Supervisor Elham AbolFateh
Editor in Chief Mohamed Wadie

Summit of Two Shores and Renewed Dream


Sun 21 Jul 2019 | 03:26 PM
H-Tayea

By: Dr. Abdelhak Azzouzi

I have recently met with some key figures from the Mediterranean region. Those were influential people especially when the Union for the Mediterranean (UfM) was founded in 2008.

 

The union was an intergovernmental organization of 43 member states, of which, 27 from EU member states and 16 Mediterranean partner countries from North Africa, Western Asia and Southern Europe.

 

It was founded on 13 July 2008 at the Paris summit for the Mediterranean.
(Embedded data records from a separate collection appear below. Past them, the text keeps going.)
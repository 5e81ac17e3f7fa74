//! End-to-end tests for the market-data feed over a scripted stream.

mod common;

use std::time::Duration;

use tokio::sync::mpsc;

use common::{event, recv, Script, ScriptedTransport};
use tickstream_sdk::prelude::*;

const BTC_TICK: &str = r#"{"symbol":"BTCUSDT","price":65000,"change":120,"changePercent":0.18,"volume":1000,"bid":64995,"ask":65005,"timestamp":1700000000000}"#;

fn tick_json(symbol: &str, price: f64) -> String {
    format!(
        r#"{{"symbol":"{symbol}","price":{price},"change":0,"changePercent":0,"volume":1,"bid":{price},"ask":{price},"timestamp":1700000000000}}"#
    )
}

/// Feed over a live script plus a channel that sees every decoded event.
fn live_feed(
    options: MarketDataOptions,
) -> (
    MarketDataFeed<ScriptedTransport>,
    mpsc::UnboundedSender<Result<bytes::Bytes, SseError>>,
    mpsc::UnboundedReceiver<MarketEvent>,
) {
    let (script, stream) = Script::live();
    let (transport, _opened) = ScriptedTransport::new(vec![script]);
    let (tx, events) = mpsc::unbounded_channel();
    let options = MarketDataOptions {
        handlers: options.handlers.on_message(move |e: &MarketEvent| {
            let _ = tx.send(e.clone());
        }),
        ..options
    };
    let feed = MarketDataFeed::with_transport("http://test/market", options, transport);
    (feed, stream, events)
}

fn send(stream: &mpsc::UnboundedSender<Result<bytes::Bytes, SseError>>, name: &str, data: &str) {
    stream.send(Ok(event(name, data).into())).unwrap();
}

#[tokio::test(start_paused = true)]
async fn test_btcusdt_tick_end_to_end() {
    let (mut feed, stream, mut events) = live_feed(MarketDataOptions::default());
    feed.connect().unwrap();

    send(&stream, "connected", r#"{"clientId":"c1"}"#);
    send(&stream, "price", BTC_TICK);
    assert_eq!(recv(&mut events).await.kind(), EventKind::Connected);
    assert_eq!(recv(&mut events).await.kind(), EventKind::Price);

    let expected = MarketDataPoint {
        symbol: Symbol::from("BTCUSDT"),
        price: 65000.0,
        change: 120.0,
        change_percent: 0.18,
        volume: 1000.0,
        bid: 64995.0,
        ask: 65005.0,
        timestamp: 1_700_000_000_000,
    };
    assert_eq!(feed.latest_data(), Some(expected));
    assert_eq!(feed.data_history().len(), 1);
    assert_eq!(feed.stats().average_price, 65000.0);
    assert_eq!(feed.connection_state(), ConnectionState::Connected);

    let counts = feed.event_counts();
    assert_eq!(counts.connected, 1);
    assert_eq!(counts.price, 1);
    feed.disconnect();
}

#[tokio::test(start_paused = true)]
async fn test_history_cap_keeps_newest_in_order() {
    let (mut feed, stream, mut events) = live_feed(MarketDataOptions {
        max_history: 2,
        ..Default::default()
    });
    feed.connect().unwrap();

    for price in [10.0, 20.0, 30.0] {
        send(&stream, "price", &tick_json("BTCUSDT", price));
    }
    for _ in 0..3 {
        recv(&mut events).await;
    }

    let prices: Vec<f64> = feed.data_history().iter().map(|p| p.price).collect();
    assert_eq!(prices, [20.0, 30.0]);
    let stats = feed.stats();
    assert_eq!(stats.total_data_points, 2);
    assert_eq!(stats.average_price, 25.0);
    assert_eq!(stats.price_range, PriceRange { min: 20.0, max: 30.0 });
    feed.disconnect();
}

#[tokio::test(start_paused = true)]
async fn test_symbol_filter_end_to_end() {
    let (mut feed, stream, mut events) = live_feed(MarketDataOptions {
        symbols: Some(vec![Symbol::from("ETHUSDT")]),
        ..Default::default()
    });
    feed.connect().unwrap();

    send(&stream, "price", &tick_json("BTCUSDT", 65000.0));
    send(&stream, "price", &tick_json("ETHUSDT", 3200.0));
    send(&stream, "price", &tick_json("SOLUSDT", 150.0));
    for _ in 0..3 {
        recv(&mut events).await;
    }

    let history = feed.data_history();
    assert_eq!(history.len(), 1);
    assert_eq!(history[0].symbol.as_str(), "ETHUSDT");
    assert_eq!(feed.latest_data().unwrap().symbol.as_str(), "ETHUSDT");
    assert_eq!(feed.event_counts().price, 3);
    feed.disconnect();
}

#[tokio::test(start_paused = true)]
async fn test_malformed_price_leaves_state_unchanged() {
    let (mut feed, stream, mut events) = live_feed(MarketDataOptions::default());
    feed.connect().unwrap();

    send(&stream, "price", r#"{"symbol":"BTCUSDT","price":"#);
    send(&stream, "heartbeat", r#"{"timestamp":1700000005000}"#);
    assert_eq!(recv(&mut events).await.kind(), EventKind::Heartbeat);

    assert_eq!(feed.connection_state(), ConnectionState::Connected);
    assert!(feed.latest_data().is_none());
    assert!(feed.data_history().is_empty());
    assert!(feed.error().is_none());
    assert_eq!(feed.event_counts().price, 0);
    assert_eq!(
        feed.last_heartbeat(),
        Some(Heartbeat {
            timestamp: 1_700_000_005_000
        })
    );
    feed.disconnect();
}

#[tokio::test(start_paused = true)]
async fn test_server_error_event_is_recorded_not_fatal() {
    let (mut feed, stream, mut events) = live_feed(MarketDataOptions::default());
    feed.connect().unwrap();

    send(&stream, "error", r#"{"message":"upstream stalled"}"#);
    recv(&mut events).await;

    assert_eq!(feed.connection_state(), ConnectionState::Connected);
    assert_eq!(feed.event_counts().error, 1);
    assert_eq!(
        feed.last_server_error(),
        Some(serde_json::json!({"message": "upstream stalled"}))
    );
    feed.disconnect();
}

#[tokio::test(start_paused = true)]
async fn test_clear_history_keeps_connection() {
    let (mut feed, stream, mut events) = live_feed(MarketDataOptions::default());
    feed.connect().unwrap();

    send(&stream, "price", BTC_TICK);
    recv(&mut events).await;
    feed.clear_history();

    assert!(feed.data_history().is_empty());
    assert_eq!(feed.stats(), MarketStats::default());
    assert_eq!(feed.connection_state(), ConnectionState::Connected);
    assert_eq!(feed.event_counts().price, 1);

    send(&stream, "price", BTC_TICK);
    recv(&mut events).await;
    assert_eq!(feed.data_history().len(), 1);
    feed.disconnect();
    assert_eq!(feed.connection_state(), ConnectionState::Disconnected);
}

#[tokio::test(start_paused = true)]
async fn test_state_survives_reconnect() {
    let (transport, mut opened) = ScriptedTransport::new(vec![
        Script::then_end([event("price", BTC_TICK)]),
        Script::idle(),
    ]);
    let mut feed = MarketDataFeed::with_transport(
        "http://test/market",
        MarketDataOptions {
            sse: SseOptions {
                reconnect_interval: Duration::from_millis(50),
                ..SseOptions::default()
            },
            ..Default::default()
        },
        transport,
    );

    feed.connect().unwrap();
    common::next_open(&mut opened).await;
    common::next_open(&mut opened).await;

    let mut state = feed.watch_state();
    tokio::time::timeout(
        common::WAIT,
        state.wait_for(|s| *s == ConnectionState::Connected),
    )
    .await
    .unwrap()
    .unwrap();

    assert_eq!(feed.data_history().len(), 1);
    assert_eq!(feed.reconnect_attempts(), 0);
    feed.disconnect();
}

#[tokio::test(flavor = "multi_thread", worker_threads = 2)]
async fn test_state_is_frozen_once_disconnected() {
    let (mut feed, stream, _events) = live_feed(MarketDataOptions {
        max_history: 10_000,
        ..Default::default()
    });
    for i in 0..2_000 {
        send(&stream, "price", &tick_json("BTCUSDT", 65_000.0 + f64::from(i)));
    }

    feed.connect().unwrap();
    tokio::time::timeout(Duration::from_secs(10), async {
        while feed.event_counts().price == 0 {
            tokio::time::sleep(Duration::from_millis(1)).await;
        }
    })
    .await
    .expect("no tick applied");

    feed.disconnect();
    let counts = feed.event_counts();
    let history = feed.data_history().len();

    tokio::time::sleep(Duration::from_millis(100)).await;
    assert_eq!(feed.event_counts(), counts);
    assert_eq!(feed.data_history().len(), history);
}
//! `text/event-stream` parsing.
//!
//! The parser is incremental: byte chunks are pushed as they arrive from the
//! transport and an [`SseFrame`] is dispatched on every blank line. Field
//! handling follows the HTML living standard's event-stream interpretation
//! rules (`event`, `data`, `id`, `retry`, `:` comments, CR/LF/CRLF line ends,
//! leading BOM).

use std::collections::VecDeque;
use std::pin::Pin;
use std::task::{ready, Context, Poll};
use std::time::Duration;

use bytes::Bytes;
use futures_util::Stream;
use pin_project_lite::pin_project;

use crate::error::SseError;

/// Event type used when a block carries no `event:` field.
pub const DEFAULT_EVENT: &str = "message";

/// Longest line the parser buffers before failing the stream.
pub const DEFAULT_MAX_LINE_LEN: usize = 1024 * 1024;

// ─── SseFrame ────────────────────────────────────────────────────────────────

/// One dispatched server-sent event.
#[derive(Debug, Clone, PartialEq, Eq)]
pub struct SseFrame {
    /// Event type (`"message"` when the server did not name one).
    pub event: String,
    /// Payload; multiple `data:` lines are joined with `\n`.
    pub data: String,
    /// Last event ID in effect when this frame was dispatched.
    pub id: Option<String>,
    /// Reconnection time announced in this block, if any.
    pub retry: Option<Duration>,
}

impl SseFrame {
    pub fn new(event: impl Into<String>, data: impl Into<String>) -> Self {
        Self {
            event: event.into(),
            data: data.into(),
            id: None,
            retry: None,
        }
    }

    pub fn with_id(mut self, id: impl Into<String>) -> Self {
        self.id = Some(id.into());
        self
    }

    pub fn with_retry(mut self, retry: Duration) -> Self {
        self.retry = Some(retry);
        self
    }

    /// Serialize to wire format, terminated by a blank line.
    pub fn encode(&self) -> String {
        let mut out = String::new();
        if self.event != DEFAULT_EVENT {
            out.push_str("event: ");
            out.push_str(&self.event);
            out.push('\n');
        }
        if let Some(id) = &self.id {
            out.push_str("id: ");
            out.push_str(id);
            out.push('\n');
        }
        if let Some(retry) = self.retry {
            out.push_str(&format!("retry: {}\n", retry.as_millis()));
        }
        for line in self.data.split('\n') {
            out.push_str("data: ");
            out.push_str(line);
            out.push('\n');
        }
        out.push('\n');
        out
    }
}

// ─── EventParser ─────────────────────────────────────────────────────────────

/// Incremental event-stream parser for a single connection.
#[derive(Debug)]
pub struct EventParser {
    line: Vec<u8>,
    max_line_len: usize,
    skip_lf: bool,
    started: bool,
    event_type: String,
    data: String,
    last_event_id: Option<String>,
    retry: Option<Duration>,
    reconnection_time: Option<Duration>,
}

impl Default for EventParser {
    fn default() -> Self {
        Self {
            line: Vec::new(),
            max_line_len: DEFAULT_MAX_LINE_LEN,
            skip_lf: false,
            started: false,
            event_type: String::new(),
            data: String::new(),
            last_event_id: None,
            retry: None,
            reconnection_time: None,
        }
    }
}

impl EventParser {
    pub fn new() -> Self {
        Self::default()
    }

    /// Cap on a single buffered line, in bytes.
    pub fn with_max_line_len(mut self, max_line_len: usize) -> Self {
        self.max_line_len = max_line_len;
        self
    }

    /// Start with a known last event ID (resuming an earlier stream).
    pub fn resuming(last_event_id: Option<String>) -> Self {
        Self {
            last_event_id,
            ..Self::default()
        }
    }

    pub fn last_event_id(&self) -> Option<&str> {
        self.last_event_id.as_deref()
    }

    /// Most recent `retry:` value seen on this stream.
    pub fn reconnection_time(&self) -> Option<Duration> {
        self.reconnection_time
    }

    /// Push a chunk of bytes and return any frames it completed.
    ///
    /// Fails with [`SseError::Read`] once a line grows past the configured
    /// maximum without a line terminator; the partial line is discarded.
    pub fn feed(&mut self, chunk: &[u8]) -> Result<Vec<SseFrame>, SseError> {
        let mut frames = Vec::new();
        for &byte in chunk {
            if self.skip_lf {
                self.skip_lf = false;
                if byte == b'\n' {
                    continue;
                }
            }
            match byte {
                b'\n' => self.finish_line(&mut frames),
                b'\r' => {
                    self.finish_line(&mut frames);
                    self.skip_lf = true;
                }
                _ => {
                    if self.line.len() >= self.max_line_len {
                        self.line.clear();
                        return Err(SseError::Read(format!(
                            "line exceeds {} bytes",
                            self.max_line_len
                        )));
                    }
                    self.line.push(byte);
                }
            }
        }
        Ok(frames)
    }

    fn finish_line(&mut self, frames: &mut Vec<SseFrame>) {
        let raw = std::mem::take(&mut self.line);
        let decoded = String::from_utf8_lossy(&raw);
        let mut line: &str = &decoded;
        if !self.started {
            self.started = true;
            line = line.strip_prefix('\u{feff}').unwrap_or(line);
        }
        if let Some(frame) = self.process_line(line) {
            frames.push(frame);
        }
    }

    fn process_line(&mut self, line: &str) -> Option<SseFrame> {
        if line.is_empty() {
            return self.dispatch();
        }
        if line.starts_with(':') {
            return None;
        }

        let (field, value) = match line.find(':') {
            Some(idx) => {
                let value = &line[idx + 1..];
                (&line[..idx], value.strip_prefix(' ').unwrap_or(value))
            }
            None => (line, ""),
        };

        match field {
            "event" => self.event_type = value.to_string(),
            "data" => {
                self.data.push_str(value);
                self.data.push('\n');
            }
            "id" => {
                if !value.contains('\0') {
                    self.last_event_id = (!value.is_empty()).then(|| value.to_string());
                }
            }
            "retry" => {
                if !value.is_empty() && value.bytes().all(|b| b.is_ascii_digit()) {
                    if let Ok(ms) = value.parse::<u64>() {
                        let retry = Duration::from_millis(ms);
                        self.retry = Some(retry);
                        self.reconnection_time = Some(retry);
                    }
                }
            }
            other => {
                tracing::debug!("Ignoring unknown SSE field: {}", other);
            }
        }
        None
    }

    fn dispatch(&mut self) -> Option<SseFrame> {
        let event_type = std::mem::take(&mut self.event_type);
        let retry = self.retry.take();
        if self.data.is_empty() {
            return None;
        }

        let mut data = std::mem::take(&mut self.data);
        if data.ends_with('\n') {
            data.pop();
        }

        Some(SseFrame {
            event: if event_type.is_empty() {
                DEFAULT_EVENT.to_string()
            } else {
                event_type
            },
            data,
            id: self.last_event_id.clone(),
            retry,
        })
    }
}

// ─── FrameStream ─────────────────────────────────────────────────────────────

pin_project! {
    /// Adapts a stream of byte chunks into a stream of [`SseFrame`]s.
    ///
    /// A partially received event is discarded when the inner stream ends.
    pub struct FrameStream<S> {
        #[pin]
        inner: S,
        parser: EventParser,
        ready: VecDeque<SseFrame>,
        done: bool,
    }
}

impl<S> FrameStream<S> {
    pub fn new(inner: S) -> Self {
        Self::with_parser(inner, EventParser::new())
    }

    pub fn with_parser(inner: S, parser: EventParser) -> Self {
        Self {
            inner,
            parser,
            ready: VecDeque::new(),
            done: false,
        }
    }

    pub fn parser(&self) -> &EventParser {
        &self.parser
    }
}

impl<S> Stream for FrameStream<S>
where
    S: Stream<Item = Result<Bytes, SseError>>,
{
    type Item = Result<SseFrame, SseError>;

    fn poll_next(self: Pin<&mut Self>, cx: &mut Context<'_>) -> Poll<Option<Self::Item>> {
        let mut this = self.project();
        loop {
            if let Some(frame) = this.ready.pop_front() {
                return Poll::Ready(Some(Ok(frame)));
            }
            if *this.done {
                return Poll::Ready(None);
            }
            match ready!(this.inner.as_mut().poll_next(cx)) {
                Some(Ok(chunk)) => match this.parser.feed(&chunk) {
                    Ok(frames) => this.ready.extend(frames),
                    Err(e) => {
                        *this.done = true;
                        return Poll::Ready(Some(Err(e)));
                    }
                },
                Some(Err(e)) => return Poll::Ready(Some(Err(e))),
                None => *this.done = true,
            }
        }
    }
}

// ─── Tests ───────────────────────────────────────────────────────────────────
Its general secretariat is located in Barcelona, Spain.

 

The deteriorating conditions in the region and the failure of UfM to impose its strategic presence have caused a great wave of sorrow among the peoples living there.

 

In addition, the numerous intellectual meetings, which were held at that time, have varnished.

 

Those meetings were supervised by civil society organizations, universities and economic and geopolitics institutions in the region, as everyone believed that the UfM was an institutional innovation aimed at creating a comprehensive, expanded and flexible mechanism between the countries of the north and south of the Mediterranean.

 

We now can understand clearly the goals of the recent meeting named “Summit of the Two Shores of the Mediterranean") which was chaired by France’s president Emmanuel Macron and included heads of state or government of the southern European countries of France, Italy, Spain, Malta and Portugal, as well as the North African countries of Tunisia, Morocco, Algeria, Libya and Mauritania.

 

The so-called 5+5 format meeting always sought to involve the EU, Germany, organizations concerned with Mediterranean affairs and the leading international economic organizations in the region.

 

Such a move aimed to prepare a new positive plan for the Mediterranean region, and revitalize cooperation in the western Mediterranean through the implementation of many projects in the field of sustainable human and economic development, in addition to considering the 14 projects selected from 260 projects.

 

The projects were included under the name of “Mediterranean…New Opportunities”, all of which deal with the digital economy, artificial intelligence, environment, urban development, youth, cultural languages and education.

 

But those following the France-led summit were disappointed of its modest results due to the organizers’ tendency to drop the political aspect, which was hinted upon in Macron’s closing address.

 

He attributed the failure of enhancing relations development between the two shores countries to the colonial past of Europe, repercussions of the Palestinian-Israeli conflict and the mass and illegal immigration to the European shores, which resulted in the rise of nationalist movements in European countries, such as France, Italy, Belgium, Netherlands, Denmark, and countries of Central Europe.

 

The UfM, neither during the tenure of French president of Nicolas Sarkozy nor within the Barcelona process initiative adopted under president Jacques Chirac interested in politics, so the summit adopted two principles, first of which, is to stay away from the UfM’s policy that includes the Palestinian-Israeli conflict.

 

While, the second one calls for setting politics and its problems aside (the war in Libya, the situation in Algeria, terrorism, immigration and entry visas) and focus on many initiatives of civil society, which was enjoying a great influence in Marseille at that time.

 

In a conference aimed at boosting cooperation between northern and southern Mediterranean countries, French Foreign Minister Jean-Louis Laudrian stressed that the summit was an opportunity to "revive multilateralism”.

 

Participants from Mauritania, Morocco, Libya, Tunisia, Algeria, Spain, Italy, France, Malta and Portugal addressed a range of issues covering sustainable development, education, culture and access to technology, in the presence of foreign ministers from the 10 countries.

 

They also discussed reviving cooperation and working on a "positive agenda" through the implementation of the joint projects between the countries of the Western Mediterranean.

 

But…Will all these good intentions be able to turn the wills and decisions that emerged before the 1995 Barcelona Declaration, the UfM in 2008 and the summit of the two shores into facts?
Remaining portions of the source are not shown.